Prescription drug addiction often takes people by surprise. Many people use certain prescription drugs, particularly those prescribed for anxiety or pain, for years without really thinking about the possibility that they could become addicted, or that they are addicted. It seems that many people believe that since the drug has been prescribed by a doctor and isn’t an illegal drug like marijuana or cocaine, that there’s no possibility that they could become addicted.
It’s important to understand that prescription drug addiction is very real and can strike anyone who is taking certain prescription drugs. The longer you take a potentially addictive drug, the higher your risk of becoming addicted is. Many people realize that some classes of drugs might be addictive, like Valium and other mood-altering drugs. But prescription pain killers and others drugs can also become addictive.
It’s also important to realize that prescription drug addiction isn’t all “in your head.” The addiction is a very real, physical manifestation of a body’s dependence on the drug. If you’ve taken a prescription medication for a while—and it can be a short while, it doesn’t necessarily have to be a long period of time—and you feel certain symptoms like irritability, headaches, or feelings of depression or lethargy when you stop using it, you may be addicted to that drug.
Unfortunately, many people with a prescription drug addiction continue to feed the addiction by convincing their doctors that they still need the drug for whatever it was prescribed for. For people who can no longer get the drug from one doctor, they often go to a second doctor or a third to start getting the prescription again, without informing their regular doctor. Some people even resort to purchasing the drugs illegally because they’re addicted to them.

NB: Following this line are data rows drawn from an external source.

impl Builder {
    fn position(&mut self, symbol: Symbol) -> Frag {
        let id = self.symbols.len();
        self.symbols.push(symbol);
        self.follow.push(Vec::new());
        Frag {
            nullable: false,
            first: vec![id],
            last: vec![id],
        }
    }

    fn connect(&mut self, from: &[usize], to: &[usize]) {
        for &p in from {
            for &q in to {
                if !self.follow[p].contains(&q) {
                    self.follow[p].push(q);
                }
            }
        }
    }

    fn build(&mut self, norm: &Norm) -> Frag {
        match norm {
            Norm::Atom(symbol) => self.position(symbol.clone()),
            Norm::Seq(parts) => {
                let mut frag = Frag {
                    nullable: true,
                    first: Vec::new(),
                    last: Vec::new(),
                };
                for part in parts {
                    let next = self.build(part);
                    self.connect(&frag.last, &next.first);
                    if frag.nullable {
                        frag.first.extend_from_slice(&next.first);
                    }
                    if next.nullable {
                        frag.last.extend_from_slice(&next.last);
                    } else {
                        frag.last = next.last;
                    }
                    frag.nullable = frag.nullable && next.nullable;
                }
                frag
            }
            Norm::Alt(parts) => {
                let mut frag = Frag {
                    nullable: false,
                    first: Vec::new(),
                    last: Vec::new(),
                };
                for part in parts {
                    let branch = self.build(part);
                    frag.nullable = frag.nullable || branch.nullable;
                    frag.first.extend_from_slice(&branch.first);
                    frag.last.extend_from_slice(&branch.last);
                }
                frag
            }
            Norm::Star(inner) => {
                let mut frag = self.build(inner);
                self.connect(&frag.last.clone(), &frag.first.clone());
                frag.nullable = true;
                frag
            }
            Norm::Plus(inner) => {
                let frag = self.build(inner);
                self.connect(&frag.last.clone(), &frag.first.clone());
                frag
            }
            Norm::Opt(inner) => {
                let mut frag = self.build(inner);
                frag.nullable = true;
                frag
            }
        }
    }
}

impl PathAutomaton {
    /// Compile a path expression.
    pub fn compile(path: &PropertyPath) -> Self {
        Self::from_norm(normalize(path, false))
    }

    /// Compile the reversed path (object-to-subject walks).
    pub fn compile_reversed(path: &PropertyPath) -> Self {
        Self::from_norm(normalize(path, true))
    }

    fn from_norm(norm: Norm) -> Self {
        let mut builder = Builder {
            symbols: Vec::new(),
            follow: Vec::new(),
        };
        let frag = builder.build(&norm);
        PathAutomaton {
            symbols: builder.symbols,
            first: frag.first,
            last: frag.last.into_iter().collect(),
            follow: builder.follow,
            nullable: frag.nullable,
        }
    }

    /// Zero-length walks are accepted.
    pub fn nullable(&self) -> bool {
        self.nullable
    }

    fn targets(&self, state: Option<usize>) -> &[usize] {
        match state {
            None => &self.first,
            Some(position) => &self.follow[position],
        }
    }

    fn accepting(&self, state: Option<usize>) -> bool {
        match state {
            None => self.nullable,
            Some(position) => self.last.contains(&position),
        }
    }
}
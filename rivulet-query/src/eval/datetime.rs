//! Date-time built-ins over `xsd:dateTime` literals.

use crate::error::{QueryError, Result};
use chrono::{DateTime, Datelike, FixedOffset, NaiveDateTime, Timelike, Utc};
use rivulet_core::vocab::xsd;
use rivulet_core::{Literal, Term};
use std::cmp::Ordering;

fn expr_err<T>(msg: impl Into<String>) -> Result<T> {
    Err(QueryError::expression(msg))
}

/// A parsed `xsd:dateTime` value; the timezone is optional.
struct Parsed {
    naive: NaiveDateTime,
    offset: Option<FixedOffset>,
}

fn parse(lit: &Literal) -> Result<Parsed> {
    if lit.datatype.as_ref() != xsd::DATE_TIME {
        return expr_err(format!("not an xsd:dateTime literal: {}", lit.value));
    }
    let text = lit.value.trim();
    if let Ok(with_offset) = DateTime::parse_from_rfc3339(text) {
        return Ok(Parsed {
            naive: with_offset.naive_utc(),
            offset: Some(*with_offset.offset()),
        });
    }
    match NaiveDateTime::parse_from_str(text, "%Y-%m-%dT%H:%M:%S%.f") {
        Ok(naive) => Ok(Parsed {
            naive,
            offset: None,
        }),
        Err(e) => expr_err(format!("bad xsd:dateTime lexical form `{text}`: {e}")),
    }
}

/// Value comparison of two dateTime literals.
pub fn compare(a: &Literal, b: &Literal) -> Result<Ordering> {
    let (pa, pb) = (parse(a)?, parse(b)?);
    Ok(pa.naive.cmp(&pb.naive))
}

fn local(parsed: &Parsed) -> NaiveDateTime {
    match parsed.offset {
        Some(offset) => parsed.naive + offset,
        None => parsed.naive,
    }
}

fn datetime_arg(args: &[Term]) -> Result<Parsed> {
    let [Term::Literal(lit)] = args else {
        return expr_err("expected one xsd:dateTime argument");
    };
    parse(lit)
}

/// Strict date-time built-ins.
pub fn call(name: &str, args: &[Term]) -> Result<Term> {
    if name == "now" {
        if !args.is_empty() {
            return expr_err("NOW takes no arguments");
        }
        let stamp = Utc::now().to_rfc3339_opts(chrono::SecondsFormat::Millis, true);
        return Ok(Term::typed_literal(stamp, xsd::DATE_TIME));
    }
    let parsed = datetime_arg(args)?;
    let value = local(&parsed);
    match name {
        "year" => Ok(Term::integer(value.year() as i64)),
        "month" => Ok(Term::integer(value.month() as i64)),
        "day" => Ok(Term::integer(value.day() as i64)),
        "hours" => Ok(Term::integer(value.hour() as i64)),
        "minutes" => Ok(Term::integer(value.minute() as i64)),
        "seconds" => {
            let seconds =
                value.second() as f64 + f64::from(value.nanosecond()) / 1_000_000_000.0;
            Ok(Term::typed_literal(
                if seconds.fract() == 0.0 {
                    format!("{}", seconds as i64)
                } else {
                    seconds.to_string()
                },
                xsd::DECIMAL,
            ))
        }
        "tz" => Ok(Term::literal(match parsed.offset {
            None => String::new(),
            Some(offset) if offset.local_minus_utc() == 0 => "Z".to_string(),
            Some(offset) => offset.to_string(),
        })),
        "timezone" => match parsed.offset {
            None => expr_err("TIMEZONE: no timezone present"),
            Some(offset) => Ok(Term::typed_literal(
                offset_duration(offset.local_minus_utc()),
                "http://www.w3.org/2001/XMLSchema#dayTimeDuration",
            )),
        },
        other => expr_err(format!("unknown date-time function `{other}`")),
    }
}

/// Render seconds-from-UTC as an `xsd:dayTimeDuration` lexical form.
fn offset_duration(seconds: i32) -> String {
    if seconds == 0 {
        return "PT0S".to_string();
    }
    let sign = if seconds < 0 { "-" } else { "" };
    let seconds = seconds.abs();
    let hours = seconds / 3600;
    let minutes = (seconds % 3600) / 60;
    match (hours, minutes) {
        (h, 0) => format!("{sign}PT{h}H"),
        (0, m) => format!("{sign}PT{m}M"),
        (h, m) => format!("{sign}PT{h}H{m}M"),
    }
}

#[cfg(test)]
mod tests {
    use super::*;

    fn dt(text: &str) -> Term {
        Term::typed_literal(text, xsd::DATE_TIME)
    }

    #[test]
    fn test_accessors() {
        let stamp = dt("2011-01-10T14:45:13.815-05:00");
        assert_eq!(call("year", &[stamp.clone()]).unwrap(), Term::integer(2011));
        assert_eq!(call("month", &[stamp.clone()]).unwrap(), Term::integer(1));
        assert_eq!(call("hours", &[stamp.clone()]).unwrap(), Term::integer(14));
        assert_eq!(call("tz", &[stamp]).unwrap(), Term::literal("-05:00"));
    }

    #[test]
    fn test_tz_without_offset_is_empty() {
        let stamp = dt("2011-01-10T14:45:13");
        assert_eq!(call("tz", &[stamp.clone()]).unwrap(), Term::literal(""));
        assert!(call("timezone", &[stamp]).is_err());
    }

    #[test]
    fn test_compare_across_offsets() {
        let a = Term::Literal(rivulet_core::Literal::typed(
            "2011-01-10T20:00:00Z",
            xsd::DATE_TIME,
        ));
        let b = Term::Literal(rivulet_core::Literal::typed(
            "2011-01-10T15:00:00-05:00",
            xsd::DATE_TIME,
        ));
        match (a, b) {
            (Term::Literal(la), Term::Literal(lb)) => {
                assert_eq!(compare(&la, &lb).unwrap(), Ordering::Equal);
            }
            _ => unreachable!(),
        }
    }
}
//! Error types for the data model and backend contract.

use std::sync::Arc;
use thiserror::Error;

/// Errors surfaced by graph backends and the dataset.
#[derive(Error, Debug)]
pub enum GraphError {
    /// Backend-specific failure during find / evalBGP / mutation.
    #[error("graph backend error: {0}")]
    Backend(String),

    /// A named graph required by the query is absent from the dataset.
    #[error("unknown graph: <{0}>")]
    UnknownGraph(Arc<str>),

    /// The backend does not implement an optional operation.
    #[error("operation not supported by this graph: {0}")]
    Unsupported(&'static str),

    /// Mutation attempted on a read-only (virtual) graph.
    #[error("graph is read-only")]
    ReadOnly,

    /// Cardinality estimation failed; callers treat this as non-fatal.
    #[error("cardinality estimation failed: {0}")]
    Estimation(String),
}

/// Result type for backend operations.
pub type GraphResult<T> = std::result::Result<T, GraphError>;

Prescription drug addiction is a real addiction that requires real treatment, just as addiction to illegal drugs and alcohol require treatment. People who are addicted to prescription drugs will go through a similar detox program as people with other addictions do. When they stop using the drug they‘ll feel a variety of physical symptoms known as withdrawal. This period is usually the most difficult part of overcoming a prescription drug addiction, and it’s best to do so as a patient in a drug treatment facility.
You should be enrolled in a special program especially for people who have a prescription drug addiction, because the dynamics can be quite different from those who are addicted to alcohol or illegal drugs. Very often there’s a heavy feeling of victimization, because unlike the illegal drug user, the prescription drug addict wasn’t doing anything wrong that resulted in the addiction.
While all addictions will have similar traits, a prescription drug addiction can be different because the person was trying to help themselves with the prescription medication when they became addicted. It can often be quite a surprise to realize you’ve become dependent on the medication. If you suspect you have a prescription drug addiction, you should first speak to the doctor who has been prescribing the drugs, and then consider an inpatient stay in a drug treatment facility.